My friend, Karen Cheng, posted today about how to get a great design job in 6 months without going to design school. Reading that post reminded me of the tremendous amount of respect I have for Karen.What she doesn’t mention in her post is that she possesses a scary amount of focus and dedication to any cause she pursues and wins at life simply by working harder than anyone else. I don’t know if any of her advice is replicable because I don’t know anyone else who could accomplish what she did in 6 months. I don’t want to give anything away but this is not the last time you will see something truly impressive come from her…
But I was chatting with her online tonight and it had me thinking of how different our two paths into design were. My first inkling that there was a world of design came from serendipitously picking up The Design of Everyday Things at a used bookstore during my 3rd year of university (junior year of college for Yanks). There are a few books I’ve encountered in my life that change on a deep level the basic way I see the world and reading DOET was as if scales had fallen from my eyes. For the first time, I understood that built artifacts could be evaluated and come short in that evaluation. From that day on, every poor interaction I had pained me, every stupid decision made by the designer of a product had me gasping in disbelief at their obliviousness and lack of consideration. In short, I noticed.

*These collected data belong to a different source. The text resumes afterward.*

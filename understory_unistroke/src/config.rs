// Copyright 2025 the Understory Authors
// SPDX-License-Identifier: Apache-2.0 OR MIT

use core::fmt;

use kurbo::Point;

use crate::metric::Metric;

/// Number of points every path is resampled to by default.
pub const DEFAULT_POINT_COUNT: usize = 64;

/// Side of the reference square paths are scaled into by default.
pub const DEFAULT_SQUARE_SIZE: f64 = 250.0;

/// Default half-width of the rotation-search bracket, in degrees.
pub const DEFAULT_ANGLE_RANGE_DEGREES: f64 = 45.0;

/// Default rotation-search convergence threshold, in degrees.
pub const DEFAULT_ANGLE_PRECISION_DEGREES: f64 = 2.0;

/// Tunables for normalization and matching.
///
/// All templates and inputs handled by one recognizer go through the same
/// configuration; the fields are therefore fixed once a
/// [`Recognizer`](crate::Recognizer) is built.
///
/// ```
/// use understory_unistroke::{Metric, RecognizerConfig};
///
/// let config = RecognizerConfig::default()
///     .with_point_count(32)
///     .with_metric(Metric::Protractor);
/// assert!(config.validate().is_ok());
/// assert_eq!(config.point_count, 32);
/// ```
#[derive(Copy, Clone, Debug, PartialEq)]
pub struct RecognizerConfig {
    /// Number of points each path is resampled to.
    pub point_count: usize,
    /// Size that the longer side of the bounding box is scaled to.
    pub square_size: f64,
    /// Where the centroid of a normalized path is placed.
    pub origin: Point,
    /// Half-width of the rotation-search bracket, in radians.
    pub angle_range: f64,
    /// Rotation-search convergence threshold, in radians.
    pub angle_precision: f64,
    /// Metric used by [`Recognizer::recognize`](crate::Recognizer::recognize).
    pub metric: Metric,
}

impl Default for RecognizerConfig {
    fn default() -> Self {
        Self {
            point_count: DEFAULT_POINT_COUNT,
            square_size: DEFAULT_SQUARE_SIZE,
            origin: Point::ZERO,
            angle_range: DEFAULT_ANGLE_RANGE_DEGREES.to_radians(),
            angle_precision: DEFAULT_ANGLE_PRECISION_DEGREES.to_radians(),
            metric: Metric::default(),
        }
    }
}

impl RecognizerConfig {
    /// Returns a copy with a different resample density.
    #[must_use]
    pub fn with_point_count(mut self, point_count: usize) -> Self {
        self.point_count = point_count;
        self
    }

    /// Returns a copy with a different normalization square size.
    #[must_use]
    pub fn with_square_size(mut self, square_size: f64) -> Self {
        self.square_size = square_size;
        self
    }

    /// Returns a copy with a different translation origin.
    #[must_use]
    pub fn with_origin(mut self, origin: Point) -> Self {
        self.origin = origin;
        self
    }

    /// Returns a copy with a different rotation-search bracket and tolerance,
    /// both in radians.
    #[must_use]
    pub fn with_angle_search(mut self, angle_range: f64, angle_precision: f64) -> Self {
        self.angle_range = angle_range;
        self.angle_precision = angle_precision;
        self
    }

    /// Returns a copy with a different default metric.
    #[must_use]
    pub fn with_metric(mut self, metric: Metric) -> Self {
        self.metric = metric;
        self
    }

    /// Checks that every field is usable.
    pub fn validate(&self) -> Result<(), ConfigError> {
        if self.point_count < 2 {
            return Err(ConfigError::PointCount(self.point_count));
        }
        if !self.square_size.is_finite() || self.square_size <= 0.0 {
            return Err(ConfigError::SquareSize(self.square_size));
        }
        if !self.origin.is_finite() {
            return Err(ConfigError::Origin(self.origin));
        }
        if !self.angle_range.is_finite() || self.angle_range < 0.0 {
            return Err(ConfigError::AngleRange(self.angle_range));
        }
        if !self.angle_precision.is_finite() || self.angle_precision <= 0.0 {
            return Err(ConfigError::AnglePrecision(self.angle_precision));
        }
        Ok(())
    }
}

/// A [`RecognizerConfig`] field holds an unusable value.
#[derive(Copy, Clone, Debug, PartialEq)]
pub enum ConfigError {
    /// `point_count` is below 2.
    PointCount(usize),
    /// `square_size` is not a positive finite number.
    SquareSize(f64),
    /// `origin` has a non-finite coordinate.
    Origin(Point),
    /// `angle_range` is negative or not finite.
    AngleRange(f64),
    /// `angle_precision` is not a positive finite number.
    AnglePrecision(f64),
}

impl fmt::Display for ConfigError {
    fn fmt(&self, f: &mut fmt::Formatter<'_>) -> fmt::Result {
        match self {
            Self::PointCount(n) => write!(f, "point_count must be at least 2, got {n}"),
            Self::SquareSize(s) => write!(f, "square_size must be positive and finite, got {s}"),
            Self::Origin(p) => write!(f, "origin must be finite, got {p:?}"),
            Self::AngleRange(r) => {
                write!(f, "angle_range must be non-negative and finite, got {r}")
            }
            Self::AnglePrecision(p) => {
                write!(f, "angle_precision must be positive and finite, got {p}")
            }
        }
    }
}

impl core::error::Error for ConfigError {}

#[cfg(test)]
mod tests {
    use super::*;

    #[test]
    fn default_matches_reference_constants() {
        let config = RecognizerConfig::default();
        assert_eq!(config.point_count, 64);
        assert_eq!(config.square_size, 250.0);
        assert_eq!(config.origin, Point::ZERO);
        assert!((config.angle_range - core::f64::consts::FRAC_PI_4).abs() < 1e-12);
        assert!((config.angle_precision - 2.0_f64.to_radians()).abs() < 1e-12);
        assert_eq!(config.metric, Metric::RotationSearch);
        assert_eq!(config.validate(), Ok(()));
    }

    #[test]
    fn validate_rejects_unusable_fields() {
        let base = RecognizerConfig::default();
        assert_eq!(
            base.with_point_count(1).validate(),
            Err(ConfigError::PointCount(1))
        );
        assert_eq!(
            base.with_square_size(0.0).validate(),
            Err(ConfigError::SquareSize(0.0))
        );
        assert!(matches!(
            base.with_square_size(f64::NAN).validate(),
            Err(ConfigError::SquareSize(_))
        ));
        assert!(matches!(
            base.with_origin(Point::new(f64::INFINITY, 0.0)).validate(),
            Err(ConfigError::Origin(_))
        ));
        assert_eq!(
            base.with_angle_search(-0.1, 0.01).validate(),
            Err(ConfigError::AngleRange(-0.1))
        );
        assert_eq!(
            base.with_angle_search(0.5, 0.0).validate(),
            Err(ConfigError::AnglePrecision(0.0))
        );
    }

    #[test]
    fn zero_angle_range_is_allowed() {
        let config = RecognizerConfig::default().with_angle_search(0.0, 0.01);
        assert_eq!(config.validate(), Ok(()));
    }
}
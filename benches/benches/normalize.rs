// Copyright 2025 the Understory Authors
// SPDX-License-Identifier: Apache-2.0 OR MIT

use criterion::{BenchmarkId, Criterion, Throughput, black_box, criterion_group, criterion_main};
use kurbo::Point;
use understory_unistroke::RecognizerConfig;
use understory_unistroke::normalize::{normalize, resample};
use understory_unistroke::vectorize::vectorize;

fn zigzag(samples: usize) -> Vec<Point> {
    (0..samples)
        .map(|i| {
            let x = i as f64 * 3.0;
            let y = if i % 2 == 0 { 0.0 } else { 40.0 } + (i as f64 * 0.1).sin();
            Point::new(x, y)
        })
        .collect()
}

fn bench_pipeline(c: &mut Criterion) {
    let mut group = c.benchmark_group("unistroke/normalize");
    let config = RecognizerConfig::default();

    for samples in [32usize, 256, 2_048] {
        let points = zigzag(samples);
        group.throughput(Throughput::Elements(samples as u64));

        group.bench_with_input(BenchmarkId::new("resample", samples), &points, |b, points| {
            b.iter(|| black_box(resample(black_box(points), config.point_count)));
        });

        group.bench_with_input(BenchmarkId::new("normalize", samples), &points, |b, points| {
            b.iter(|| black_box(normalize(black_box(points), &config)));
        });

        group.bench_with_input(
            BenchmarkId::new("normalize+vectorize", samples),
            &points,
            |b, points| {
                b.iter(|| {
                    let path = normalize(black_box(points), &config).expect("valid stroke");
                    black_box(vectorize(&path))
                });
            },
        );
    }

    group.finish();
}

criterion_group!(benches, bench_pipeline);
criterion_main!(benches);
// Copyright 2025 the Understory Authors
// SPDX-License-Identifier: Apache-2.0 OR MIT

use criterion::{BenchmarkId, Criterion, Throughput, black_box, criterion_group, criterion_main};
use kurbo::Point;
use std::f64::consts::TAU;
use understory_unistroke::{Metric, Recognizer};

/// A closed Lissajous-style stroke; `k` varies the shape.
fn stroke(k: usize, samples: usize) -> Vec<Point> {
    let a = 1.0 + (k % 5) as f64;
    let b = 2.0 + (k % 3) as f64;
    let phase = k as f64 * 0.37;
    (0..samples)
        .map(|i| {
            let t = TAU * i as f64 / samples as f64;
            Point::new(
                100.0 + 80.0 * (a * t + phase).sin(),
                100.0 + 60.0 * (b * t).cos(),
            )
        })
        .collect()
}

fn recognizer_with(templates: usize) -> Recognizer {
    let mut recognizer = Recognizer::new();
    for k in 0..templates {
        recognizer
            .add_template(format!("shape-{k}"), &stroke(k, 48))
            .expect("generated strokes are not degenerate");
    }
    recognizer
}

fn bench_recognize(c: &mut Criterion) {
    let mut group = c.benchmark_group("unistroke/recognize");

    // Rotation search runs a golden-section search per template, so it is
    // expected to be far slower per template than the closed form.
    for templates in [16usize, 64, 256] {
        let recognizer = recognizer_with(templates);
        let input = stroke(7, 120);
        group.throughput(Throughput::Elements(templates as u64));

        for metric in [Metric::RotationSearch, Metric::Protractor] {
            group.bench_with_input(
                BenchmarkId::new(format!("{metric:?}"), templates),
                &input,
                |b, input| {
                    b.iter(|| black_box(recognizer.recognize_with(black_box(input), metric)));
                },
            );
        }
    }

    group.finish();
}

fn bench_n_best(c: &mut Criterion) {
    let mut group = c.benchmark_group("unistroke/n_best");
    let recognizer = recognizer_with(256);
    let input = stroke(11, 120);

    for limit in [1usize, 8, 64] {
        group.bench_with_input(BenchmarkId::new("protractor", limit), &limit, |b, &limit| {
            b.iter(|| {
                black_box(recognizer.recognize_n_best(
                    black_box(&input),
                    Metric::Protractor,
                    limit,
                ))
            });
        });
    }

    group.finish();
}

fn bench_add_template(c: &mut Criterion) {
    let mut group = c.benchmark_group("unistroke/add_template");

    for samples in [16usize, 128, 1_024] {
        let points = stroke(3, samples);
        group.throughput(Throughput::Elements(samples as u64));
        group.bench_with_input(BenchmarkId::from_parameter(samples), &points, |b, points| {
            b.iter(|| {
                let mut recognizer = Recognizer::new();
                black_box(recognizer.add_template("shape", black_box(points)))
            });
        });
    }

    group.finish();
}

criterion_group!(benches, bench_recognize, bench_n_best, bench_add_template);
criterion_main!(benches);
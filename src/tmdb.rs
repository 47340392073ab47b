use async_trait::async_trait;
use reqwest::Client;

use crate::catalog::Catalog;
use crate::config::ApiConfig;
use crate::error::{ReelError, Result};
use crate::types::MoviePage;

pub struct Tmdb {
    client: Client,
    api: ApiConfig,
    token: String,
}

impl std::fmt::Debug for Tmdb {
    fn fmt(&self, f: &mut std::fmt::Formatter<'_>) -> std::fmt::Result {
        f.debug_struct("Tmdb").finish_non_exhaustive()
    }
}

impl Tmdb {
    pub fn new(api: ApiConfig, token: String) -> Self {
        Self {
            client: Client::new(),
            api,
            token,
        }
    }

    fn search_url(&self, query: &str, page: u32) -> String {
        format!(
            "{}/search/movie?query={}&page={}",
            self.api.base_url,
            urlencoding::encode(query),
            page
        )
    }

    fn discover_url(&self, page: u32) -> String {
        format!(
            "{}/discover/movie?include_adult={}&include_video=false&language={}&page={}",
            self.api.base_url, self.api.include_adult, self.api.language, page
        )
    }

    async fn get_json<T: serde::de::DeserializeOwned>(&self, url: &str) -> Result<T> {
        tracing::debug!(%url, "GET");

        let response = self
            .client
            .get(url)
            .header("Accept", "application/json")
            .bearer_auth(&self.token)
            .send()
            .await
            .map_err(|e| ReelError::Api(e.to_string()))?;

        if !response.status().is_success() {
            tracing::warn!(status = %response.status(), %url, "request failed");
            return Err(ReelError::Api("Error fetching movies!".to_string()));
        }

        response
            .json()
            .await
            .map_err(|e| ReelError::Api(e.to_string()))
    }
}

#[async_trait]
impl Catalog for Tmdb {
    fn name(&self) -> &str {
        "TMDB"
    }

    fn movie_url(&self, id: u64) -> String {
        format!("{}/movie/{}", self.api.web_base_url, id)
    }

    fn poster_url(&self, poster_path: &str) -> String {
        format!("{}{}", self.api.image_base_url, poster_path)
    }

    async fn search(&self, query: &str, page: u32) -> Result<MoviePage> {
        self.get_json(&self.search_url(query, page)).await
    }

    async fn discover(&self, page: u32) -> Result<MoviePage> {
        self.get_json(&self.discover_url(page)).await
    }
}

#[cfg(test)]
mod tests {
    use super::*;

    fn client() -> Tmdb {
        Tmdb::new(ApiConfig::default(), "test-token".to_string())
    }

    #[test]
    fn search_url_encodes_query() {
        let url = client().search_url("dune part two", 1);
        assert_eq!(
            url,
            "https://api.themoviedb.org/3/search/movie?query=dune%20part%20two&page=1"
        );
    }

    #[test]
    fn search_url_encodes_reserved_characters() {
        let url = client().search_url("alien & predator?", 3);
        assert!(url.contains("query=alien%20%26%20predator%3F"));
        assert!(url.ends_with("&page=3"));
    }

    #[test]
    fn discover_url_has_fixed_filters_and_no_query() {
        let url = client().discover_url(2);
        assert_eq!(
            url,
            "https://api.themoviedb.org/3/discover/movie?include_adult=false&include_video=false&language=en-US&page=2"
        );
        assert!(!url.contains("query="));
    }

    #[test]
    fn discover_url_respects_config() {
        let api = ApiConfig {
            language: "fr-FR".to_string(),
            include_adult: true,
            ..ApiConfig::default()
        };
        let url = Tmdb::new(api, String::new()).discover_url(1);
        assert!(url.contains("include_adult=true"));
        assert!(url.contains("language=fr-FR"));
    }

    #[test]
    fn movie_and_poster_urls() {
        let tmdb = client();
        assert_eq!(tmdb.movie_url(693134), "https://www.themoviedb.org/movie/693134");
        assert_eq!(
            tmdb.poster_url("/1pdfLvkbY9ohJlCjQH2CZjjYVvJ.jpg"),
            "https://image.tmdb.org/t/p/w500/1pdfLvkbY9ohJlCjQH2CZjjYVvJ.jpg"
        );
    }
}
use async_trait::async_trait;

use crate::error::Result;
use crate::types::MoviePage;

/// A remote movie-metadata source.
///
/// The app only ever talks to the catalog through this trait, which keeps
/// the fetch path mockable in tests.
#[async_trait]
pub trait Catalog: Send + Sync + std::fmt::Debug {
    fn name(&self) -> &str;

    /// Web page for a movie, for open-in-browser and yank.
    fn movie_url(&self, id: u64) -> String;

    /// Full image URL for a poster path taken verbatim from a response.
    fn poster_url(&self, poster_path: &str) -> String;

    /// Movies matching a query string.
    async fn search(&self, query: &str, page: u32) -> Result<MoviePage>;

    /// Default popular listing for when no query is given.
    async fn discover(&self, page: u32) -> Result<MoviePage>;
}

Don Norman devotes, I think, half a chapter or so of his book to bathrooms and how the myriad of poorly thought out decisions hamper and stymie the user along every step of the way. One peculiar side-effect of this has been my ongoing and deep abiding fascination with bathrooms. To me, bathrooms represent a playground of egregiously & aggressively bad UI. The basic bathroom works fine, it’s when you push beyond that where the bad things happen.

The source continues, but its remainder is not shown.